Collected data:
┌──
//! API 网关
//!
//! 所有后端请求的唯一出口：
//! 拼接根地址、附带 Bearer token、施加超时，并统一处理 401。

use std::collections::HashMap;
use std::time::Duration;

use log::{debug, warn};
use serde::de::DeserializeOwned;

use crate::HEADER_AUTHORIZATION;
use crate::config::{ClientConfig, DEFAULT_REQUEST_TIMEOUT};
use crate::error::{PortalError, PortalResult};
use crate::protocol::ApiRequest;
use crate::session::{KeyValueStore, SessionStore};

// =========================================================
// HTTP 抽象层
// =========================================================

#[derive(Debug, Clone, Copy, PartialEq, Eq)]
pub enum HttpMethod {
    Get,
    Post,
    Put,
    Delete,
}

impl HttpMethod {
    pub fn as_str(&self) -> &'static str {
        match self {
            HttpMethod::Get => "GET",
            HttpMethod::Post => "POST",
            HttpMethod::Put => "PUT",
            HttpMethod::Delete => "DELETE",
        }
    }

    /// 是否携带 JSON body
    pub fn has_body(&self) -> bool {
        matches!(self, HttpMethod::Post | HttpMethod::Put)
    }
}

#[derive(Debug, Clone)]
pub struct HttpRequest {
    pub url: String,
    pub method: HttpMethod,
    pub headers: HashMap<String, String>,
    pub body: Option<String>,
    /// 超过该时长仍未收到响应即放弃
    pub timeout: Duration,
}

impl HttpRequest {
    pub fn new(url: &str, method: HttpMethod) -> Self {
        Self {
            url: url.to_string(),
            method,
            headers: HashMap::new(),
            body: None,
            timeout: DEFAULT_REQUEST_TIMEOUT,
        }
    }

    pub fn with_header(mut self, key: &str, value: &str) -> Self {
        self.headers.insert(key.to_string(), value.to_string());
        self
    }

    pub fn with_body(mut self, body: String) -> Self {
        self.body = Some(body);
        self
    }

    pub fn with_timeout(mut self, timeout: Duration) -> Self {
        self.timeout = timeout;
        self
    }
}

#[derive(Debug, Clone)]
pub struct HttpResponse {
    pub status: u16,
    pub body: String,
}

impl HttpResponse {
    pub fn is_success(&self) -> bool {
        (200..300).contains(&self.status)
    }

    /// 空 body 按 `null` 解析
    pub fn json<T: DeserializeOwned>(&self) -> PortalResult<T> {
        let text = if self.body.trim().is_empty() {
            "null"
        } else {
            self.body.as_str()
        };
        serde_json::from_str(text).map_err(PortalError::from)
    }
}

/// 实际发送请求的传输层，需自行实现超时
#[async_trait::async_trait(?Send)]
pub trait HttpClient {
    async fn send(&self, req: HttpRequest) -> PortalResult<HttpResponse>;
}

/// 会话失效后的整页跳转
pub trait Navigator {
    fn redirect_to_login(&self);
}

// =========================================================
// 网关
// =========================================================

#[derive(Debug, Clone)]
pub struct ApiGateway<C, K, N> {
    config: ClientConfig,
    client: C,
    session: SessionStore<K>,
    navigator: N,
}

impl<C, K, N> ApiGateway<C, K, N>
where
    C: HttpClient,
    K: KeyValueStore,
    N: Navigator,
{
    pub fn new(config: ClientConfig, client: C, store: K, navigator: N) -> Self {
        Self {
            config,
            client,
            session: SessionStore::new(store),
            navigator,
        }
    }

    pub fn config(&self) -> &ClientConfig {
        &self.config
    }

    pub fn session(&self) -> &SessionStore<K> {
        &self.session
    }

    pub fn client(&self) -> &C {
        &self.client
    }

    pub fn navigator(&self) -> &N {
        &self.navigator
    }

    /// 发送一次请求
    ///
    /// - 有 token 时附带 `Authorization: Bearer <token>`
    /// - 401: 先清空会话再跳转登录页，然后以 `Unauthorized` 失败
    /// - 其他非 2xx: 以 `Rejected` 失败，携带后端提示语
    pub async fn execute(
        &self,
        method: HttpMethod,
        path: &str,
        body: Option<String>,
    ) -> PortalResult<HttpResponse> {
        let url = self.config.url(path);
        let mut req = HttpRequest::new(&url, method)
            .with_header("Accept", "application/json")
            .with_timeout(self.config.request_timeout);

        if let Some(token) = self.session.token() {
            req = req.with_header(HEADER_AUTHORIZATION, &format!("Bearer {}", token));
        }
        if let Some(body) = body {
            req = req
                .with_header("Content-Type", "application/json")
                .with_body(body);
        }

        debug!("{} {}", method.as_str(), url);
        let resp = self.client.send(req).await.inspect_err(|e| {
            warn!("{} {} failed: {}", method.as_str(), url, e);
        })?;

        if resp.status == 401 {
            warn!("{} {} returned 401, clearing session", method.as_str(), url);
            self.session.clear();
            self.navigator.redirect_to_login();
            return Err(PortalError::from_response(resp.status, &resp.body));
        }

        if !resp.is_success() {
            let err = PortalError::from_response(resp.status, &resp.body);
            warn!("{} {} rejected: {}", method.as_str(), url, err);
            return Err(err);
        }

        Ok(resp)
    }

    /// 发送类型化请求并解析响应
    pub async fn call<R: ApiRequest>(&self, req: &R) -> PortalResult<R::Response> {
        let body = if R::METHOD.has_body() {
            Some(serde_json::to_string(req)?)
        } else {
            None
        };
        let resp = self.execute(R::METHOD, &req.path(), body).await?;
        resp.json()
    }
}

// =========================================================
// 测试工具
// =========================================================


#[cfg(test)]
mod tests;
└──
▶ [What is required]:
Each entry above should be restated exactly as supplied.

▶ [Output]:
//! API 网关
//!
//! 所有后端请求的唯一出口：
//! 拼接根地址、附带 Bearer token、施加超时，并统一处理 401。

use std::collections::HashMap;
use std::time::Duration;

use log::{debug, warn};
use serde::de::DeserializeOwned;

use crate::HEADER_AUTHORIZATION;
use crate::config::{ClientConfig, DEFAULT_REQUEST_TIMEOUT};
use crate::error::{PortalError, PortalResult};
use crate::protocol::ApiRequest;
use crate::session::{KeyValueStore, SessionStore};

// =========================================================
// HTTP 抽象层
// =========================================================

#[derive(Debug, Clone, Copy, PartialEq, Eq)]
pub enum HttpMethod {
    Get,
    Post,
    Put,
    Delete,
}

impl HttpMethod {
    pub fn as_str(&self) -> &'static str {
        match self {
            HttpMethod::Get => "GET",
            HttpMethod::Post => "POST",
            HttpMethod::Put => "PUT",
            HttpMethod::Delete => "DELETE",
        }
    }

    /// 是否携带 JSON body
    pub fn has_body(&self) -> bool {
        matches!(self, HttpMethod::Post | HttpMethod::Put)
    }
}

#[derive(Debug, Clone)]
pub struct HttpRequest {
    pub url: String,
    pub method: HttpMethod,
    pub headers: HashMap<String, String>,
    pub body: Option<String>,
    /// 超过该时长仍未收到响应即放弃
    pub timeout: Duration,
}

impl HttpRequest {
    pub fn new(url: &str, method: HttpMethod) -> Self {
        Self {
            url: url.to_string(),
            method,
            headers: HashMap::new(),
            body: None,
            timeout: DEFAULT_REQUEST_TIMEOUT,
        }
    }

    pub fn with_header(mut self, key: &str, value: &str) -> Self {
        self.headers.insert(key.to_string(), value.to_string());
        self
    }

    pub fn with_body(mut self, body: String) -> Self {
        self.body = Some(body);
        self
    }

    pub fn with_timeout(mut self, timeout: Duration) -> Self {
        self.timeout = timeout;
        self
    }
}

#[derive(Debug, Clone)]
pub struct HttpResponse {
    pub status: u16,
    pub body: String,
}

impl HttpResponse {
    pub fn is_success(&self) -> bool {
        (200..300).contains(&self.status)
    }

    /// 空 body 按 `null` 解析
    pub fn json<T: DeserializeOwned>(&self) -> PortalResult<T> {
        let text = if self.body.trim().is_empty() {
            "null"
        } else {
            self.body.as_str()
        };
        serde_json::from_str(text).map_err(PortalError::from)
    }
}

/// 实际发送请求的传输层，需自行实现超时
#[async_trait::async_trait(?Send)]
pub trait HttpClient {
    async fn send(&self, req: HttpRequest) -> PortalResult<HttpResponse>;
}

/// 会话失效后的整页跳转
pub trait Navigator {
    fn redirect_to_login(&self);
}

// =========================================================
// 网关
// =========================================================

#[derive(Debug, Clone)]
pub struct ApiGateway<C, K, N> {
    config: ClientConfig,
    client: C,
    session: SessionStore<K>,
    navigator: N,
}

impl<C, K, N> ApiGateway<C, K, N>
where
    C: HttpClient,
    K: KeyValueStore,
    N: Navigator,
{
    pub fn new(config: ClientConfig, client: C, store: K, navigator: N) -> Self {
        Self {
            config,
            client,
            session: SessionStore::new(store),
            navigator,
        }
    }

    pub fn config(&self) -> &ClientConfig {
        &self.config
    }

    pub fn session(&self) -> &SessionStore<K> {
        &self.session
    }

    pub fn client(&self) -> &C {
        &self.client
    }

    pub fn navigator(&self) -> &N {
        &self.navigator
    }

    /// 发送一次请求
    ///
    /// - 有 token 时附带 `Authorization: Bearer <token>`
    /// - 401: 先清空会话再跳转登录页，然后以 `Unauthorized` 失败
    /// - 其他非 2xx: 以 `Rejected` 失败，携带后端提示语
    pub async fn execute(
        &self,
        method: HttpMethod,
        path: &str,
        body: Option<String>,
    ) -> PortalResult<HttpResponse> {
        let url = self.config.url(path);
        let mut req = HttpRequest::new(&url, method)
            .with_header("Accept", "application/json")
            .with_timeout(self.config.request_timeout);

        if let Some(token) = self.session.token() {
            req = req.with_header(HEADER_AUTHORIZATION, &format!("Bearer {}", token));
        }
        if let Some(body) = body {
            req = req
                .with_header("Content-Type", "application/json")
                .with_body(body);
        }

        debug!("{} {}", method.as_str(), url);
        let resp = self.client.send(req).await.inspect_err(|e| {
            warn!("{} {} failed: {}", method.as_str(), url, e);
        })?;

        if resp.status == 401 {
            warn!("{} {} returned 401, clearing session", method.as_str(), url);
            self.session.clear();
            self.navigator.redirect_to_login();
            return Err(PortalError::from_response(resp.status, &resp.body));
        }

        if !resp.is_success() {
            let err = PortalError::from_response(resp.status, &resp.body);
            warn!("{} {} rejected: {}", method.as_str(), url, err);
            return Err(err);
        }

        Ok(resp)
    }

    /// 发送类型化请求并解析响应
    pub async fn call<R: ApiRequest>(&self, req: &R) -> PortalResult<R::Response> {
        let body = if R::METHOD.has_body() {
            Some(serde_json::to_string(req)?)
        } else {
            None
        };
        let resp = self.execute(R::METHOD, &req.path(), body).await?;
        resp.json()
    }
}

// =========================================================
// 测试工具
// =========================================================


#[cfg(test)]
mod tests;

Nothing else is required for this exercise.